There is more for the dustbin of history here. Forget about biofuels. These will take land out of food crops – feeding cars and starving people. Forget direct air capture, which takes so much energy to do that it cancels out the climate benefit. Forget about Fully Automated Luxury Communism (FALC), which includes no plan for feeding the society of luxury communists and anticipates unlimited nuclear energy. Driving around in electric cars isn’t going to happen either – not when you consider that it takes energy to build the cars and their giant batteries (there’s that lithium again). The cornucopian fantasies are all premised on an idea of ‘decoupling’ – that you can have economic growth without increased resource use. As Stan discusses extensively, you can’t. Nor can you solve the climate crisis by the aggregate of individual choices to ride a bicycle or go vegan (both of which you should do, of course): to solve a problem of this scale, industrial policy, set and enforced by the state, is a must.

But for all the cutting, Stan is not here to generate despair or nihilism. When all the distractions are removed, we are left with a set of ideas based on energy frugality summarized as “cap and cope”.

These begin with ending subsidies to fossil fuels (“supply side suppression”) “locking companies out of public lands, banning fracking, busting pipelines, stopping oil and gas exports, and depriving dirty-fuel companies of investment”. But these are just prerequisites.

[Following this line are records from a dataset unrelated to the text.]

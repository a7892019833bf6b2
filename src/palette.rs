// Copyright (c) 2026 rezky_nightky

use crossterm::style::Color;

use crate::runtime::ColorMode;

/// Brightness tier of a rendered glyph. Ordered from dimmest to brightest.
#[derive(Clone, Copy, Debug, PartialEq, Eq, PartialOrd, Ord, Hash)]
pub enum Tier {
    Faint,
    Dark,
    Mid,
    Bright,
    Glow,
    Head,
}

impl Tier {
    pub const ALL: [Tier; 6] = [
        Tier::Faint,
        Tier::Dark,
        Tier::Mid,
        Tier::Bright,
        Tier::Glow,
        Tier::Head,
    ];

    /// Tier of a trail entry `distance` rows behind the newest one.
    pub fn from_distance(distance: usize) -> Tier {
        match distance {
            0 => Tier::Head,
            1 => Tier::Glow,
            2..=3 => Tier::Bright,
            4..=8 => Tier::Mid,
            9..=13 => Tier::Dark,
            _ => Tier::Faint,
        }
    }

    fn rgb(self) -> (u8, u8, u8) {
        match self {
            Tier::Head => (235, 255, 235),
            Tier::Glow => (120, 255, 120),
            Tier::Bright => (0, 255, 70),
            Tier::Mid => (0, 200, 50),
            Tier::Dark => (0, 135, 35),
            Tier::Faint => (0, 85, 20),
        }
    }

    fn bold(self) -> bool {
        matches!(self, Tier::Head | Tier::Glow)
    }
}

#[derive(Clone, Copy, Debug, PartialEq, Eq)]
pub struct Style {
    pub fg: Option<Color>,
    pub bold: bool,
}

#[derive(Clone, Debug)]
pub struct Palette {
    styles: [Style; 6],
}

impl Palette {
    pub fn style(&self, tier: Tier) -> Style {
        self.styles[tier as usize]
    }
}

fn dist2(r0: u8, g0: u8, b0: u8, r1: u8, g1: u8, b1: u8) -> i32 {
    let dr = (r0 as i32) - (r1 as i32);
    let dg = (g0 as i32) - (g1 as i32);
    let db = (b0 as i32) - (b1 as i32);
    (dr * dr) + (dg * dg) + (db * db)
}

fn rgb_to_ansi256(r: u8, g: u8, b: u8) -> u8 {
    const CUBE_LEVELS: [u8; 6] = [0, 95, 135, 175, 215, 255];

    let r6 = ((r as u16 * 5) + 127) / 255;
    let g6 = ((g as u16 * 5) + 127) / 255;
    let b6 = ((b as u16 * 5) + 127) / 255;

    let cr = CUBE_LEVELS[r6 as usize];
    let cg = CUBE_LEVELS[g6 as usize];
    let cb = CUBE_LEVELS[b6 as usize];
    let cube_idx = 16 + (36 * r6 as u8) + (6 * g6 as u8) + (b6 as u8);
    let cube_dist = dist2(r, g, b, cr, cg, cb);

    let avg = ((r as u16 + g as u16 + b as u16) / 3) as u8;
    let gray_idx = if avg < 8 {
        16
    } else if avg > 238 {
        231
    } else {
        232 + ((avg - 8) / 10)
    };
    let (gr, gg, gb) = if gray_idx == 16 {
        (0, 0, 0)
    } else if gray_idx == 231 {
        (255, 255, 255)
    } else {
        let v = 8 + 10 * (gray_idx - 232);
        (v, v, v)
    };
    let gray_dist = dist2(r, g, b, gr, gg, gb);

    if gray_dist < cube_dist {
        gray_idx
    } else {
        cube_idx
    }
}

fn rgb_to_color16(r: u8, g: u8, b: u8) -> Color {
    const TABLE: [(Color, (u8, u8, u8)); 8] = [
        (Color::Black, (0, 0, 0)),
        (Color::DarkGrey, (128, 128, 128)),
        (Color::Grey, (192, 192, 192)),
        (Color::White, (255, 255, 255)),
        (Color::DarkGreen, (0, 128, 0)),
        (Color::Green, (0, 255, 0)),
        (Color::DarkCyan, (0, 128, 128)),
        (Color::Cyan, (0, 255, 255)),
    ];

    let mut best = Color::White;
    let mut best_d = i32::MAX;
    for (c, (cr, cg, cb)) in TABLE {
        let d = dist2(r, g, b, cr, cg, cb);
        if d < best_d {
            best_d = d;
            best = c;
        }
    }
    best
}

fn tier_color(mode: ColorMode, tier: Tier) -> Option<Color> {
    let (r, g, b) = tier.rgb();
    match mode {
        ColorMode::Mono => None,
        ColorMode::TrueColor => Some(Color::Rgb { r, g, b }),
        ColorMode::Color256 => Some(Color::AnsiValue(rgb_to_ansi256(r, g, b))),
        ColorMode::Color16 => Some(rgb_to_color16(r, g, b)),
    }
}

pub fn build_palette(mode: ColorMode) -> Palette {
    let styles = Tier::ALL.map(|tier| Style {
        fg: tier_color(mode, tier),
        bold: tier.bold(),
    });
    Palette { styles }
}

#[cfg(test)]
mod tests {
    use super::*;

    #[test]
    fn distance_zero_is_head_and_one_is_glow() {
        assert_eq!(Tier::from_distance(0), Tier::Head);
        assert_eq!(Tier::from_distance(1), Tier::Glow);
        assert_eq!(Tier::from_distance(3), Tier::Bright);
        assert_eq!(Tier::from_distance(8), Tier::Mid);
        assert_eq!(Tier::from_distance(13), Tier::Dark);
        assert_eq!(Tier::from_distance(14), Tier::Faint);
        assert_eq!(Tier::from_distance(500), Tier::Faint);
    }

    #[test]
    fn tier_never_brightens_with_distance() {
        for d in 0..64 {
            assert!(Tier::from_distance(d) >= Tier::from_distance(d + 1));
        }
    }

    #[test]
    fn head_and_glow_are_bold() {
        let p = build_palette(ColorMode::Color256);
        assert!(p.style(Tier::Head).bold);
        assert!(p.style(Tier::Glow).bold);
        assert!(!p.style(Tier::Bright).bold);
        assert!(!p.style(Tier::Faint).bold);
    }

    #[test]
    fn ansi256_tiers_are_distinct() {
        let p = build_palette(ColorMode::Color256);
        let mut seen = Vec::new();
        for tier in Tier::ALL {
            let fg = p.style(tier).fg.unwrap();
            assert!(!seen.contains(&fg), "{tier:?} shares {fg:?}");
            seen.push(fg);
        }
    }

    #[test]
    fn color16_maps_head_to_white_and_tail_to_dark_green() {
        let p = build_palette(ColorMode::Color16);
        assert_eq!(p.style(Tier::Head).fg, Some(Color::White));
        assert_eq!(p.style(Tier::Faint).fg, Some(Color::DarkGreen));
    }

    #[test]
    fn mono_has_no_foreground() {
        let p = build_palette(ColorMode::Mono);
        assert!(Tier::ALL.iter().all(|&t| p.style(t).fg.is_none()));
    }

    #[test]
    fn rgb_to_ansi256_picks_cube_white_for_white() {
        assert_eq!(rgb_to_ansi256(255, 255, 255), 231);
        assert_eq!(rgb_to_ansi256(0, 0, 0), 16);
    }
}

The key mechanism is an “impervious cap on the nation’s total supply of fossil fuel” – set it, and then “it ratchets downward by a fixed amount year by year until it liberates us from fossil fuels entirely.” Enforced by a system of government permits in physical quantities “barrels of oil, cubic feet of gas, or tons of coal, not in carbon units or dollars.” Imports and exports of fuels are banned, and importing and exporting goods with carbon footprints will require the surrender of equivalent permits (no moving the problem offshore is allowed in this plan).

That’s the cap. Then there’s the cope, which Stan proposes could take the form of a Victory Plan with a series of public cooperatives, with – of course – rationing and price controls of key goods to ensure a good life for everyone in the transition. And, as every environmentalist has had to do since the 1970s, Stan assures the reader that the future could still be very nice: “Walkable, livable communities will be free of private-vehicle traffic; air, noise, and light pollution; and other dangers. A transformed food system will ensure better nutrition for all. Free neighbourhood public and community clinics will provide preventive medical care, reducing by several sizes the economic and environmental footprint of today’s profit-driven medical industries.”

The resulting book is indispensable for environmentalists. In recent years scientists have opened a discussion about whether the pressure to publish only positive results has damaged the whole scientific enterprise. The analogy to the climate crisis is clear: there has been a proliferation of solutions without enough attention to their fitness for purpose. The Green New Deal and Beyond pares away the distractions and leaves you with climate clarity.